Despite the fact that they are now illegal to ride in public, since the Crown Prosecution Service issued the notice on Sunday (October 11th), ApplianceDirect.co.uk has received a 215 per cent increase in sales of their G-Board self-levelling scooter.

“Within just 24 hours of the CPS’ statement on the use of G-Boards, we have seen a huge boost in traffic to the website and sales rise by 215 per cent,” commented Mark Kelly, marketing manager at AppliancesDirect.co.uk.

So it seems the official ban has drawn more media attention to hoverboards, which in turn is actually having a positive effect on sales.

“We have experienced a staggering amount of sales already, with the gadget’s new status and the media coverage of the CPS statement making it even more popular. The G-Board has become a social media phenomenon with tens of thousands of posts using various hoverboard hashtags to date,” said Kelly.

“The craze looks to continue ahead of Back to the Future Day on 21st October, as people look to recreate Marty McFly’s famous vehicle.”

Even though these hoverboards are becoming an increasingly common site on the UK streets, they are now banned – along with Segways – under section 72 of the Highway Act 1835 for use on public pavements and roads in the UK.

“You can only ride an unregistered self-balancing scooter on land which is private property and with the landowner's permission.
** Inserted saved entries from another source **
//! Errors reported while tokenizing.

use thiserror::Error;

/// Errors raised while turning an expression string into tokens.
///
/// Every variant carries the byte offset it was detected at.
#[derive(Debug, Clone, PartialEq, Eq, Error)]
pub enum LexError {
    /// A character outside every recognised class
    #[error("found unexpected char '{ch}' at index {position}")]
    UnexpectedChar {
        /// The offending character
        ch: char,
        /// Byte offset of the character
        position: usize,
    },

    /// A buffered run that is neither a number, a function nor a name
    #[error("unrecognized token '{token}' at position {position}")]
    UnrecognizedToken {
        /// The buffered text
        token: String,
        /// Byte offset of the first buffered character
        position: usize,
    },

    /// `name[idx` without the closing bracket
    #[error("Unbalanced expression: missing ']' at position {position}")]
    MissingBracket {
        /// The whole buffered name
        name: String,
        /// Byte offset of the name
        position: usize,
    },

    /// `name[idx]` where `idx` is not a non-negative integer
    #[error("Invalid slice index '{index}' at position {position}")]
    InvalidIndex {
        /// Text found between the brackets
        index: String,
        /// Byte offset of the name
        position: usize,
    },
}

impl LexError {
    /// Byte offset the error points at.
    pub fn position(&self) -> usize {
        match self {
            LexError::UnexpectedChar { position, .. }
            | LexError::UnrecognizedToken { position, .. }
            | LexError::MissingBracket { position, .. }
            | LexError::InvalidIndex { position, .. } => *position,
        }
    }
}
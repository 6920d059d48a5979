//! numex: parse arithmetic expressions once, evaluate them many times
//! against scalar and vector bindings.
//!
//! ```
//! use numex::{compile, run, Env, Value};
//!
//! let expr = compile("add(X, Y) * 2").unwrap();
//! let env = Env::new()
//!     .with("X", vec![-1.0, 3.0, -2.0])
//!     .with("Y", vec![0.0, -1.0, 1.0]);
//! assert_eq!(run(&expr, Some(&env)).unwrap(), Value::Vector64(vec![-2.0, 4.0, -2.0]));
//! ```
//!
//! [`compile`], [`run`] and [`evaluate`] never panic: failures in any
//! stage, including unexpected panics, come back as an [`Error`].

mod error;

use std::collections::BTreeSet;
use std::fmt;
use std::panic::{self, AssertUnwindSafe};

use log::debug;

pub use error::Error;
pub use numex_ast::{pretty_print, AstPrinter, Node};
pub use numex_env::{Binding, Env, EnvError};
pub use numex_eval::EvalError;
pub use numex_lexer::{Function, LexError};
pub use numex_parser::{render_snippet, ParseError, ParseOptions};
pub use numex_value::{Value, Width};

/// A compiled expression: the parsed tree together with its source text.
#[derive(Debug, Clone, PartialEq)]
pub struct Expression {
    source: String,
    tree: Node,
}

impl Expression {
    pub fn source(&self) -> &str {
        &self.source
    }

    pub fn tree(&self) -> &Node {
        &self.tree
    }

    pub fn into_tree(self) -> Node {
        self.tree
    }

    /// Names the expression reads from the environment, sorted.
    pub fn variables(&self) -> BTreeSet<String> {
        self.tree.referenced_variables()
    }

    /// The indented one-node-per-line rendering of the tree.
    pub fn pretty(&self) -> String {
        pretty_print(&self.tree)
    }
}

impl fmt::Display for Expression {
    fn fmt(&self, f: &mut fmt::Formatter<'_>) -> fmt::Result {
        write!(f, "{}", self.tree)
    }
}

fn contain<T>(f: impl FnOnce() -> Result<T, Error>) -> Result<T, Error> {
    panic::catch_unwind(AssertUnwindSafe(f)).unwrap_or_else(|payload| Err(Error::from_panic(payload)))
}

/// Parses `source` with the default [`ParseOptions`].
pub fn compile(source: &str) -> Result<Expression, Error> {
    compile_with(source, &ParseOptions::default())
}

pub fn compile_with(source: &str, options: &ParseOptions) -> Result<Expression, Error> {
    contain(|| {
        let tree = numex_parser::parse_expression_with(source, options)?;
        debug!("compiled {source:?}");
        Ok(Expression {
            source: source.to_string(),
            tree,
        })
    })
}

/// Evaluates a compiled expression. Variables are looked up in `env`; with
/// no environment every variable reference fails.
pub fn run(expression: &Expression, env: Option<&Env>) -> Result<Value, Error> {
    contain(|| Ok(numex_eval::evaluate(&expression.tree, env)?))
}

/// [`compile`] followed by [`run`].
pub fn evaluate(source: &str, env: Option<&Env>) -> Result<Value, Error> {
    let expression = compile(source)?;
    run(&expression, env)
}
The Department for Transport would advise that appropriate safety clothing should be worn at all times,” reads CPS’ Road Traffic Offences legal guidance.

But Kelly added: “The archaic 180-year-old law is hugely outdated. The booming popularity of hoverboards and developments in technology means this need to be reviewed and modernised with the rise in safe, small motorised gadgets becoming commonplace."
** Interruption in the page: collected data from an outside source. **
//! Name to value bindings consulted while evaluating an expression.

mod env;

pub use env::{Binding, Env, EnvError};
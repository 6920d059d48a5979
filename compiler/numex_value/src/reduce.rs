use crate::value::Value;

/// NaN-skipping reductions. Each folds the non-NaN elements of a value
/// (scalars count as a single element) into one `f64`.
#[derive(Debug, Clone, Copy, PartialEq, Eq, Hash)]
pub enum Aggregate {
    NanMin,
    NanMax,
    NanMean,
    /// Population standard deviation
    NanStd,
    NanSum,
    NanProd,
}

impl Aggregate {
    pub fn name(self) -> &'static str {
        match self {
            Aggregate::NanMin => "nanmin",
            Aggregate::NanMax => "nanmax",
            Aggregate::NanMean => "nanmean",
            Aggregate::NanStd => "nanstd",
            Aggregate::NanSum => "nansum",
            Aggregate::NanProd => "nanprod",
        }
    }

    /// Reduces `value` to a 64-bit scalar.
    ///
    /// With no non-NaN elements the sum is 0, the product is 1, and the
    /// other aggregates are NaN.
    pub fn reduce(self, value: &Value) -> Value {
        let elements: Vec<f64> = value
            .to_f64_vec()
            .into_iter()
            .filter(|x| !x.is_nan())
            .collect();
        Value::Scalar64(self.fold(&elements))
    }

    fn fold(self, xs: &[f64]) -> f64 {
        match self {
            Aggregate::NanSum => xs.iter().sum(),
            Aggregate::NanProd => xs.iter().product(),
            Aggregate::NanMin => xs.iter().copied().reduce(f64::min).unwrap_or(f64::NAN),
            Aggregate::NanMax => xs.iter().copied().reduce(f64::max).unwrap_or(f64::NAN),
            Aggregate::NanMean => mean(xs).unwrap_or(f64::NAN),
            Aggregate::NanStd => match mean(xs) {
                Some(m) => {
                    let var = xs.iter().map(|x| (x - m) * (x - m)).sum::<f64>() / xs.len() as f64;
                    var.sqrt()
                }
                None => f64::NAN,
            },
        }
    }
}

fn mean(xs: &[f64]) -> Option<f64> {
    if xs.is_empty() {
        None
    } else {
        Some(xs.iter().sum::<f64>() / xs.len() as f64)
    }
}

#[cfg(test)]
mod tests {
    use super::*;
    use approx::assert_abs_diff_eq;

    fn reduce(aggregate: Aggregate, value: Value) -> f64 {
        match aggregate.reduce(&value) {
            Value::Scalar64(x) => x,
            other => panic!("expected a 64-bit scalar, got {other:?}"),
        }
    }

    #[test]
    fn test_nan_entries_are_skipped() {
        let v = || Value::from(vec![1.0, f64::NAN, 3.0, -2.0]);
        assert_abs_diff_eq!(reduce(Aggregate::NanSum, v()), 2.0);
        assert_abs_diff_eq!(reduce(Aggregate::NanProd, v()), -6.0);
        assert_abs_diff_eq!(reduce(Aggregate::NanMin, v()), -2.0);
        assert_abs_diff_eq!(reduce(Aggregate::NanMax, v()), 3.0);
        assert_abs_diff_eq!(reduce(Aggregate::NanMean, v()), 2.0 / 3.0, epsilon = 1e-12);
    }

    #[test]
    fn test_population_std() {
        let v = Value::from(vec![2.0f32, 4.0, 4.0, 4.0, 5.0, 5.0, 7.0, 9.0]);
        assert_abs_diff_eq!(reduce(Aggregate::NanStd, v), 2.0, epsilon = 1e-12);
    }

    #[test]
    fn test_all_nan_input() {
        let v = || Value::from(vec![f64::NAN, f64::NAN]);
        assert_eq!(reduce(Aggregate::NanSum, v()), 0.0);
        assert_eq!(reduce(Aggregate::NanProd, v()), 1.0);
        assert!(reduce(Aggregate::NanMin, v()).is_nan());
        assert!(reduce(Aggregate::NanMax, v()).is_nan());
        assert!(reduce(Aggregate::NanMean, v()).is_nan());
        assert!(reduce(Aggregate::NanStd, Value::Vector32(vec![])).is_nan());
    }

    #[test]
    fn test_scalar_is_one_element() {
        assert_eq!(reduce(Aggregate::NanMean, Value::from(4.5f32)), 4.5);
        assert_eq!(reduce(Aggregate::NanStd, Value::from(4.5)), 0.0);
    }
}
pub mod app;
pub mod config;
pub mod input;
pub mod plexus;
pub mod skills;
pub mod style;
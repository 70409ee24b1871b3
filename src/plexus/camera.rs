use glam::{Mat4, Vec2, Vec3, Vec4Swizzles};

use crate::config::CameraConfig;

#[derive(Clone, Copy, Debug, PartialEq)]
pub struct Projected {
    pub screen: Vec2,
    pub point_size: f32,
}

#[derive(Clone, Debug, PartialEq)]
pub struct SceneCamera {
    position: Vec3,
    sway: f32,
    gain: f32,
    fov_y: f32,
    near: f32,
    far: f32,
    point_size: f32,
}

impl SceneCamera {
    pub fn new(config: &CameraConfig) -> Self {
        Self {
            position: Vec3::new(0.0, 0.0, config.distance),
            sway: config.sway,
            gain: config.gain,
            fov_y: config.fov_degrees.to_radians(),
            near: config.near,
            far: config.far,
            point_size: config.point_size,
        }
    }

    pub fn position(&self) -> Vec3 {
        self.position
    }

    pub fn target_for(&self, normalized: Option<Vec2>) -> Vec2 {
        match normalized {
            Some(point) if point.is_finite() => point * self.sway,
            _ => Vec2::ZERO,
        }
    }

    pub fn ease_toward(&mut self, target: Vec2) {
        self.position.x += (target.x - self.position.x) * self.gain;
        self.position.y += (target.y - self.position.y) * self.gain;
    }

    pub fn view_projection(&self, aspect: f32) -> Mat4 {
        let projection = Mat4::perspective_rh_gl(self.fov_y, aspect, self.near, self.far);
        let view = Mat4::look_at_rh(self.position, Vec3::ZERO, Vec3::Y);
        projection * view
    }

    pub fn project(&self, view_projection: &Mat4, point: Vec3, size: Vec2) -> Option<Projected> {
        if !point.is_finite() {
            return None;
        }

        let clip = *view_projection * point.extend(1.0);
        if clip.w <= f32::EPSILON {
            return None;
        }

        let ndc = clip.xyz() / clip.w;
        if !ndc.is_finite() || ndc.z < -1.0 || ndc.z > 1.0 {
            return None;
        }

        let screen = Vec2::new((ndc.x + 1.0) * 0.5 * size.x, (1.0 - ndc.y) * 0.5 * size.y);
        let focal = (size.y * 0.5) / (self.fov_y * 0.5).tan();
        Some(Projected {
            screen,
            point_size: self.point_size * focal / clip.w,
        })
    }
}

#[cfg(test)]
mod tests {
    use super::*;

    fn camera() -> SceneCamera {
        SceneCamera::new(&CameraConfig::default())
    }

    fn assert_close(actual: f32, expected: f32, epsilon: f32) {
        assert!(
            (actual - expected).abs() < epsilon,
            "expected {expected} +/- {epsilon}, got {actual}"
        );
    }

    #[test]
    fn away_pointer_targets_origin() {
        assert_eq!(camera().target_for(None), Vec2::ZERO);
        assert_eq!(
            camera().target_for(Some(Vec2::new(0.5, -1.0))),
            Vec2::new(50.0, -100.0)
        );
    }

    #[test]
    fn easing_closes_a_fixed_fraction_of_the_gap() {
        let mut camera = camera();
        camera.ease_toward(Vec2::new(100.0, -100.0));
        assert_close(camera.position().x, 5.0, 1e-5);
        assert_close(camera.position().y, -5.0, 1e-5);
        assert_eq!(camera.position().z, 600.0);

        for _ in 0..500 {
            camera.ease_toward(Vec2::new(100.0, -100.0));
        }
        assert_close(camera.position().x, 100.0, 1e-2);
        assert_close(camera.position().y, -100.0, 1e-2);
    }

    #[test]
    fn origin_projects_to_surface_center() {
        let camera = camera();
        let size = Vec2::new(1200.0, 800.0);
        let vp = camera.view_projection(size.x / size.y);
        let projected = camera.project(&vp, Vec3::ZERO, size).expect("origin is visible");

        assert_close(projected.screen.x, 600.0, 1e-3);
        assert_close(projected.screen.y, 400.0, 1e-3);
        assert!(projected.point_size > 0.0);
    }

    #[test]
    fn points_behind_the_camera_are_culled() {
        let camera = camera();
        let size = Vec2::new(800.0, 800.0);
        let vp = camera.view_projection(1.0);

        assert_eq!(camera.project(&vp, Vec3::new(0.0, 0.0, 700.0), size), None);
        assert_eq!(camera.project(&vp, Vec3::splat(f32::NAN), size), None);
    }

    #[test]
    fn nearer_points_draw_larger() {
        let camera = camera();
        let size = Vec2::new(800.0, 800.0);
        let vp = camera.view_projection(1.0);
        let near = camera.project(&vp, Vec3::new(0.0, 0.0, 300.0), size).expect("visible");
        let far = camera.project(&vp, Vec3::new(0.0, 0.0, -300.0), size).expect("visible");
        assert!(near.point_size > far.point_size);
    }
}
Despite this, the firm is encouraging consumers to follow the law and has also set up a testing area in one showroom.

“G-Boards are just as much fun used indoors, outside in the back garden or on private land. We have also created a safe testing area for customers at our Huddersfield showroom to get to grips with the G-Board,” explained Kelly.

As well as AppliancesDirect, a number of other retailers are already also on board with selling the gadgets, including Amazon, eBay, and even gaming retailer 365games.

Hoverboards and Segways aren’t the only futuristic gadgets that might get consumers in trouble with the law. Earlier this week, we reported that UK police have noticed a sharp spike in drone-related incidents over the past year.

As well as criminals using drones to transport drugs and take photographs of people, there are laws that innocent consumers need to abide by as well - read more about drone laws here.

In other tech sales news, analysts have reveals that mobile phones remain the most prolific consumer electronics devices on the planet, as more than two billion unites are set to be sold this year alone.

CCS believes this is down to a huge rise in 4G adoption, predicting that 770 million 4G handsets will be sold by the end of the year.